- PROBLEM TO WORK ON -
Copy out all lines from the entries below in which "start" occurs.

- MATERIAL TO PROCESS -
>>>>>

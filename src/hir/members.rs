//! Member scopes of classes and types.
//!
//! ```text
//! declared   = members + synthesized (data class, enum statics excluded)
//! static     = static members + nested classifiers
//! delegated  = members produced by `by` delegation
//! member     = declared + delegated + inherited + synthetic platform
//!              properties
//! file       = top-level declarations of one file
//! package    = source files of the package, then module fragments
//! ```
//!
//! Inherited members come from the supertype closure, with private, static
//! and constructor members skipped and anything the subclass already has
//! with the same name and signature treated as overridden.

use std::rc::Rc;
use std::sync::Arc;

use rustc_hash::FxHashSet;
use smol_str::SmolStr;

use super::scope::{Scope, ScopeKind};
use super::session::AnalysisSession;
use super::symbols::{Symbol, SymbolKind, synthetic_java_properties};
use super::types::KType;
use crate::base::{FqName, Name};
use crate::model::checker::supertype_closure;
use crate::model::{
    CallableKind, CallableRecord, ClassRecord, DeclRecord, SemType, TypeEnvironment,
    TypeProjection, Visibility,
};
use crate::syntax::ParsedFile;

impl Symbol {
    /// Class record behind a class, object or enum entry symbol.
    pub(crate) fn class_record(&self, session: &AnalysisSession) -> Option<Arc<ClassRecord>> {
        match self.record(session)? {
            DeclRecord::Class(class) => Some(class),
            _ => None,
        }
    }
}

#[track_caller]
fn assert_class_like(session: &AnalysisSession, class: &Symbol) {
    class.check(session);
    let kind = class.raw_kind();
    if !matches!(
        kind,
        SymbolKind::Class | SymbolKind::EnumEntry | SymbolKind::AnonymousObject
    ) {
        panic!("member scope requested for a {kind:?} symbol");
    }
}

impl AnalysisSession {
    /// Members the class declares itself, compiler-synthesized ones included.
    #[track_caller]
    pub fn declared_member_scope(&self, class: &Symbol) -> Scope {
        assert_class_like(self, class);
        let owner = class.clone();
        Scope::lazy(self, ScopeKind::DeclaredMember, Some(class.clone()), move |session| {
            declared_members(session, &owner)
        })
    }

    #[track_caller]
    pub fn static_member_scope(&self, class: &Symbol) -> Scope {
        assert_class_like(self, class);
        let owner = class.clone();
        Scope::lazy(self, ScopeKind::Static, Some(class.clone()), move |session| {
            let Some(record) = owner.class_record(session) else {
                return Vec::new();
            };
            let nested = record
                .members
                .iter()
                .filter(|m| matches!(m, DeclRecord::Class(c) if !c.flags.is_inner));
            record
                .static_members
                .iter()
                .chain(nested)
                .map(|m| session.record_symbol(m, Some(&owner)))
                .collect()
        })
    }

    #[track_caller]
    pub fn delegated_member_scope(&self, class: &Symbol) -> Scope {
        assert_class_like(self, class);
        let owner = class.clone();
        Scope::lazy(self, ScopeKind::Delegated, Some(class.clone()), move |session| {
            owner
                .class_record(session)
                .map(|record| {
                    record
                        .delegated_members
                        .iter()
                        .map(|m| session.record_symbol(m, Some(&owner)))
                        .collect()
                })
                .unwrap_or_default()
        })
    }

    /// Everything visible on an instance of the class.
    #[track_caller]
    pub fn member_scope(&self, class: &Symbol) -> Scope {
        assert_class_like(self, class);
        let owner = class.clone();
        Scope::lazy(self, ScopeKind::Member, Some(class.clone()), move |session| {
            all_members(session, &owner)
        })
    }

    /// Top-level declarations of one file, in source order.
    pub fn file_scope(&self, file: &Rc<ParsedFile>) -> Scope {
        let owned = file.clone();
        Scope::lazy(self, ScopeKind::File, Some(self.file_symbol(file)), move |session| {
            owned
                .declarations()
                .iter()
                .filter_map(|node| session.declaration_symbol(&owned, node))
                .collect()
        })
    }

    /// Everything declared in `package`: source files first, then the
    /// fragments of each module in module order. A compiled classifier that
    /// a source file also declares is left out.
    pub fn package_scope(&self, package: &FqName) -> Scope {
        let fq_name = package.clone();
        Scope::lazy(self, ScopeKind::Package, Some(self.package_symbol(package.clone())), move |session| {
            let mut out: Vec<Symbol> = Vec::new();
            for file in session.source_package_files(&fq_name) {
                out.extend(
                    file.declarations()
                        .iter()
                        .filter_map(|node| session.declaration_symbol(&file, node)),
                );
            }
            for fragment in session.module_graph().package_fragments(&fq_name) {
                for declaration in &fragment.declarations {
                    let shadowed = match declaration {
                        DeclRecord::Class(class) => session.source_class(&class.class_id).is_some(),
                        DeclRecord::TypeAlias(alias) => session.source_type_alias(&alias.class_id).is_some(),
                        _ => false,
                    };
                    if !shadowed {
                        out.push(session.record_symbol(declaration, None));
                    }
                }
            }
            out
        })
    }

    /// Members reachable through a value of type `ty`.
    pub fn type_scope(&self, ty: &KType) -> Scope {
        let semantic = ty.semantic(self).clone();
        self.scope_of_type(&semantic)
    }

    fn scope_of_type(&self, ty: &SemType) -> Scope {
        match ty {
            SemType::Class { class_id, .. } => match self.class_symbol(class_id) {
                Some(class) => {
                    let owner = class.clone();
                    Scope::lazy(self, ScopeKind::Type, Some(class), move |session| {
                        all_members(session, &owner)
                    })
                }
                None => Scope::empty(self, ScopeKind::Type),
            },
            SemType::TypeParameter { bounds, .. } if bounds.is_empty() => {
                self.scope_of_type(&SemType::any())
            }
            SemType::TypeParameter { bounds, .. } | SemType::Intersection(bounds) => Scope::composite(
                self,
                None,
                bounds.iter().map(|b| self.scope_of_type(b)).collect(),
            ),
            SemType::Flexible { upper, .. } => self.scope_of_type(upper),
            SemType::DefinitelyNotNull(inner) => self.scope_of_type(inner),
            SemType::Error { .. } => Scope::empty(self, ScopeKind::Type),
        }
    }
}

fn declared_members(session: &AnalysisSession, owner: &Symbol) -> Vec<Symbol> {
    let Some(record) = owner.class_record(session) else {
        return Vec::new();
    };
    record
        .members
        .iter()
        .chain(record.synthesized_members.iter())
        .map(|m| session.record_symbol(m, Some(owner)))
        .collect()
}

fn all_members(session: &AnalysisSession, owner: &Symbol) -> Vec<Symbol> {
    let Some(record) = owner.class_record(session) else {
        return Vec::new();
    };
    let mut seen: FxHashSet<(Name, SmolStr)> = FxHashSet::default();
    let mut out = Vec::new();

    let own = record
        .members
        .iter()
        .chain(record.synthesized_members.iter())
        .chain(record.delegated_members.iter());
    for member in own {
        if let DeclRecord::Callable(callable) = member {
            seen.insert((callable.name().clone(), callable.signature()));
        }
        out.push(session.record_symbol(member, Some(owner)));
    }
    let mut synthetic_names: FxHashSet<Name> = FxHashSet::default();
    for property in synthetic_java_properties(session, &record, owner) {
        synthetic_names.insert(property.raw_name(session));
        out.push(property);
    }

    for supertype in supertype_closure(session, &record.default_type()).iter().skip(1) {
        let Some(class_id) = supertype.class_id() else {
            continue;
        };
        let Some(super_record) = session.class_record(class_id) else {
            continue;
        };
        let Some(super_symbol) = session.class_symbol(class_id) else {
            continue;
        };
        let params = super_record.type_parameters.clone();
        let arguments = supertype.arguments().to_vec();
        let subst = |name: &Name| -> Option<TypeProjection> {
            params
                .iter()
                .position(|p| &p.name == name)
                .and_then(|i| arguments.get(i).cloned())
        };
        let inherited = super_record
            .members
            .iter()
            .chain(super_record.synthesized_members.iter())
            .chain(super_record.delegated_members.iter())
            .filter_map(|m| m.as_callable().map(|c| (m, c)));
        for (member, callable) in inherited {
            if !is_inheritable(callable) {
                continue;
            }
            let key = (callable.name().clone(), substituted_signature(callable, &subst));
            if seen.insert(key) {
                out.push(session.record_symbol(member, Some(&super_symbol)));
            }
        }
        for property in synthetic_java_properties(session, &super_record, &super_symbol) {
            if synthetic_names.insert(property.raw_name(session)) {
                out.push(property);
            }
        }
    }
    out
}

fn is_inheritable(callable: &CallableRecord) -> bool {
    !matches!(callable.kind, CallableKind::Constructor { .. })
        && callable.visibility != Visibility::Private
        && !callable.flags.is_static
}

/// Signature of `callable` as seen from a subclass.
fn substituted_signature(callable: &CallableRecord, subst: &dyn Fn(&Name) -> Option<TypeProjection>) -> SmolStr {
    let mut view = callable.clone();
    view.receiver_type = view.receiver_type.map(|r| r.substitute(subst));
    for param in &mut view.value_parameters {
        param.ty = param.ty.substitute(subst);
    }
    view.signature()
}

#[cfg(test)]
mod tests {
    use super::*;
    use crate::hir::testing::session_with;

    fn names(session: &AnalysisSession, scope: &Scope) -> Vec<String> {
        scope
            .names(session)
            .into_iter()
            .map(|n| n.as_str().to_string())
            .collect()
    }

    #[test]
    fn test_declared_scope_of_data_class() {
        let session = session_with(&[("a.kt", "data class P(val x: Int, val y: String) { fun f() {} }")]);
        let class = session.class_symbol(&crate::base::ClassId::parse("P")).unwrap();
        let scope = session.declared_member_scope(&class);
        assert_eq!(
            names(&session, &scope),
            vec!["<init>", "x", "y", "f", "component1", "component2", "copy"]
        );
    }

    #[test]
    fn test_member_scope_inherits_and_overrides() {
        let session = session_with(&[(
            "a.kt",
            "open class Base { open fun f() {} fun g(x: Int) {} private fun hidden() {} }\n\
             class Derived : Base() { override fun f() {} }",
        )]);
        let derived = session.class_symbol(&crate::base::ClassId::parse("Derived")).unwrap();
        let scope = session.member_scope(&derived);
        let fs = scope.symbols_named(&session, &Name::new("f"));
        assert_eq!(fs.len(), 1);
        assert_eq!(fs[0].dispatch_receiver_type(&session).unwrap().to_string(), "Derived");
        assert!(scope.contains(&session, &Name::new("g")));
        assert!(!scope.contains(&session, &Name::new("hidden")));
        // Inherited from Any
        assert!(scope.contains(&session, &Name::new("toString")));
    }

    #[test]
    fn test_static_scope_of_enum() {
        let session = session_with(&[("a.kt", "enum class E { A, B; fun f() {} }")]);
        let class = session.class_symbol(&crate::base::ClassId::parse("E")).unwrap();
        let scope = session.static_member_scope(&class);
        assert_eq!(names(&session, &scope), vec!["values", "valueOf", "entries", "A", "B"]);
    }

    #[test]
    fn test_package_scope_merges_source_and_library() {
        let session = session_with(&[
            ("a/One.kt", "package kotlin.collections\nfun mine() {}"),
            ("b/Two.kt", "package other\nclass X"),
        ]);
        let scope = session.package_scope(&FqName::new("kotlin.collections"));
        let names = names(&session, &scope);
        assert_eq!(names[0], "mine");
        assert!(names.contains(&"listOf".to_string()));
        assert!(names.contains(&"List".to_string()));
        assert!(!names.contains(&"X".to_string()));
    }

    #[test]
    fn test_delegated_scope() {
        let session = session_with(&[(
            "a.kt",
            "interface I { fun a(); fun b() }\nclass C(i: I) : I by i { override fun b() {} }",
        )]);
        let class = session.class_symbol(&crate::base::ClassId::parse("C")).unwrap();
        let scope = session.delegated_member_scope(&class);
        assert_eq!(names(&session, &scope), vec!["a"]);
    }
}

<<<<<
>>>>>

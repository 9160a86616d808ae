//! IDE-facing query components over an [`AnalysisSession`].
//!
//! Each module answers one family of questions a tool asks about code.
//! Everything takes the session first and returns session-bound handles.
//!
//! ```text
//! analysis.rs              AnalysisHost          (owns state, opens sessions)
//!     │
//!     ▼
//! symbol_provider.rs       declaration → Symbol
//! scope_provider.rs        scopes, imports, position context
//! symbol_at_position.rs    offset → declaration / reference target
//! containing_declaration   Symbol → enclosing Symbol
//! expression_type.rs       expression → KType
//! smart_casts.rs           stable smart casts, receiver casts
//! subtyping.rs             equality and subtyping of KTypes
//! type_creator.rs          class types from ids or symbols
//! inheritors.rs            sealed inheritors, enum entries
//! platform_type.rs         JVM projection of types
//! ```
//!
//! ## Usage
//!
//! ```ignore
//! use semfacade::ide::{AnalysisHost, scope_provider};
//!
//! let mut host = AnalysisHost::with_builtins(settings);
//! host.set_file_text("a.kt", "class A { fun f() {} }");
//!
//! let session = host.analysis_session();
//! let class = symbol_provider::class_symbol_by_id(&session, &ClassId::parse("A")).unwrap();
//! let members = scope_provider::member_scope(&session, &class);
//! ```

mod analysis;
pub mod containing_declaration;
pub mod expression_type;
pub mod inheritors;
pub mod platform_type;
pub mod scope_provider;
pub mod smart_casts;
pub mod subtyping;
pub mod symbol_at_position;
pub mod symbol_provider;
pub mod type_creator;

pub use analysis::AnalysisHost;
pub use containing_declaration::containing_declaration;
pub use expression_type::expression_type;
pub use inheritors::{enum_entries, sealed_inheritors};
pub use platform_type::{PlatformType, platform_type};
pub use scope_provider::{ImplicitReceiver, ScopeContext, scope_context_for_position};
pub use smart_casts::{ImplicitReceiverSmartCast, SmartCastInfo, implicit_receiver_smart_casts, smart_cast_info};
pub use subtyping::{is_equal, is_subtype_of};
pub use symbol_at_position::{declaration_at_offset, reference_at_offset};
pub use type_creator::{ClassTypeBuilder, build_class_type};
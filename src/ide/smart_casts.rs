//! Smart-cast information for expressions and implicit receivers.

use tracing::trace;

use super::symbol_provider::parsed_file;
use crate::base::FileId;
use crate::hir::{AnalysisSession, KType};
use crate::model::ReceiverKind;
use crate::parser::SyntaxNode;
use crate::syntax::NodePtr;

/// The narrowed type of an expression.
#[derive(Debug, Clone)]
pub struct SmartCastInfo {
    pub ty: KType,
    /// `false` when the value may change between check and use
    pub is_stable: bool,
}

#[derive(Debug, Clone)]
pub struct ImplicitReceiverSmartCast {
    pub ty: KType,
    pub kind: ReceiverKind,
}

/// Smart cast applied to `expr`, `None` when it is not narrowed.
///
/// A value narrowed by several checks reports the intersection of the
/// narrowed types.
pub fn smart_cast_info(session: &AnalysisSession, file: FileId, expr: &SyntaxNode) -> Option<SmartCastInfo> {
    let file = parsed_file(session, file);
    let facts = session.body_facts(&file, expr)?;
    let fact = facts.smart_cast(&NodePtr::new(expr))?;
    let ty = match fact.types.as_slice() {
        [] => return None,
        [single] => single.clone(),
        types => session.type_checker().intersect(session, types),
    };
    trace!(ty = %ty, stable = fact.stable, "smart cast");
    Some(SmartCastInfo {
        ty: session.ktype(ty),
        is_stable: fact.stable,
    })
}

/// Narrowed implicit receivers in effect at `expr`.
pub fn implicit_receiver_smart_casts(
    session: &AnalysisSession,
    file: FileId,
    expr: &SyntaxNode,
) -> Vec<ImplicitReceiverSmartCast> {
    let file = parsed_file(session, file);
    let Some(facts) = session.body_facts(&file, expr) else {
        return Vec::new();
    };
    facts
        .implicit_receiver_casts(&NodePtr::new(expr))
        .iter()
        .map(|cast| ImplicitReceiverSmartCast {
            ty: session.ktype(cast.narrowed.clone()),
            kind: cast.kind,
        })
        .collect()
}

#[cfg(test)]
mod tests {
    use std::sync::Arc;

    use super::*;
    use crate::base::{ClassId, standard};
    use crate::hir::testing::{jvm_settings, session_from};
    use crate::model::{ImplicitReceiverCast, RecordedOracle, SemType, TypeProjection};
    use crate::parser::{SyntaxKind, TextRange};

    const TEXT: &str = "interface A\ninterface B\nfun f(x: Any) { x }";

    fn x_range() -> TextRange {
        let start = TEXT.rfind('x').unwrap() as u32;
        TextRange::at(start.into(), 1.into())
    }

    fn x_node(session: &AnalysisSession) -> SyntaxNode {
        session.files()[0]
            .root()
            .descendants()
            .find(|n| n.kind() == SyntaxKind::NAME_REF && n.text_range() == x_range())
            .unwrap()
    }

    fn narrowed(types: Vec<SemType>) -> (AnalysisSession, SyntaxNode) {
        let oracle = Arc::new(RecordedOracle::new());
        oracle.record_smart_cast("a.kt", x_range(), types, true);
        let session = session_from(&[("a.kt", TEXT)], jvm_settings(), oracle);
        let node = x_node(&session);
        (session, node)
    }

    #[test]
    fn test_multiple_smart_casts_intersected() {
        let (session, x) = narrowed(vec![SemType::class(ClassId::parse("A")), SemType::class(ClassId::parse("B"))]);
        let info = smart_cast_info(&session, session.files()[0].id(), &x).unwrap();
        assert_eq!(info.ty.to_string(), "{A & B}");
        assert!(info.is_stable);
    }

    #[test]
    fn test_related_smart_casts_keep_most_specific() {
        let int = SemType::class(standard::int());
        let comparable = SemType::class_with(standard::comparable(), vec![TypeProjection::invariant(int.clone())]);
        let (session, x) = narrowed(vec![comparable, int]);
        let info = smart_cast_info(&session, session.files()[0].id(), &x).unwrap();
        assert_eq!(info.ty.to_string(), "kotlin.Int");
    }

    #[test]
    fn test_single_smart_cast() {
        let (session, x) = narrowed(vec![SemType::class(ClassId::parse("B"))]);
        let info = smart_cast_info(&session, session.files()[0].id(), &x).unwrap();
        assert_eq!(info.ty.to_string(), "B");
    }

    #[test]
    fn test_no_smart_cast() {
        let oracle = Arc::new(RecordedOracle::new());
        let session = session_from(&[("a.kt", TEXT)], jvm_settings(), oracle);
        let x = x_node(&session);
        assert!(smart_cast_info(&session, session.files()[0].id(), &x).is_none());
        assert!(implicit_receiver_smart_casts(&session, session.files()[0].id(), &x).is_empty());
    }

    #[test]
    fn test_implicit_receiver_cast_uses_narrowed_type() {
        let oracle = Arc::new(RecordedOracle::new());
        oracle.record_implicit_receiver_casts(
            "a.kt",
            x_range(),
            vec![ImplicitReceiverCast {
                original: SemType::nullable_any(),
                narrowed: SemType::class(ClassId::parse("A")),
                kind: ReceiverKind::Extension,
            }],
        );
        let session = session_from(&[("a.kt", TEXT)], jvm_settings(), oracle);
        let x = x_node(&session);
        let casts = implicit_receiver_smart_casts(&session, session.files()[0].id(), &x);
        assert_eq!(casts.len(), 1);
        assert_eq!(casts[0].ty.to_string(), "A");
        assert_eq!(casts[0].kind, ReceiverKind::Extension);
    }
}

<<<<<

- RESPONSE AREA -
        let start = TEXT.rfind('x').unwrap() as u32;
        TextRange::at(start.into(), 1.into())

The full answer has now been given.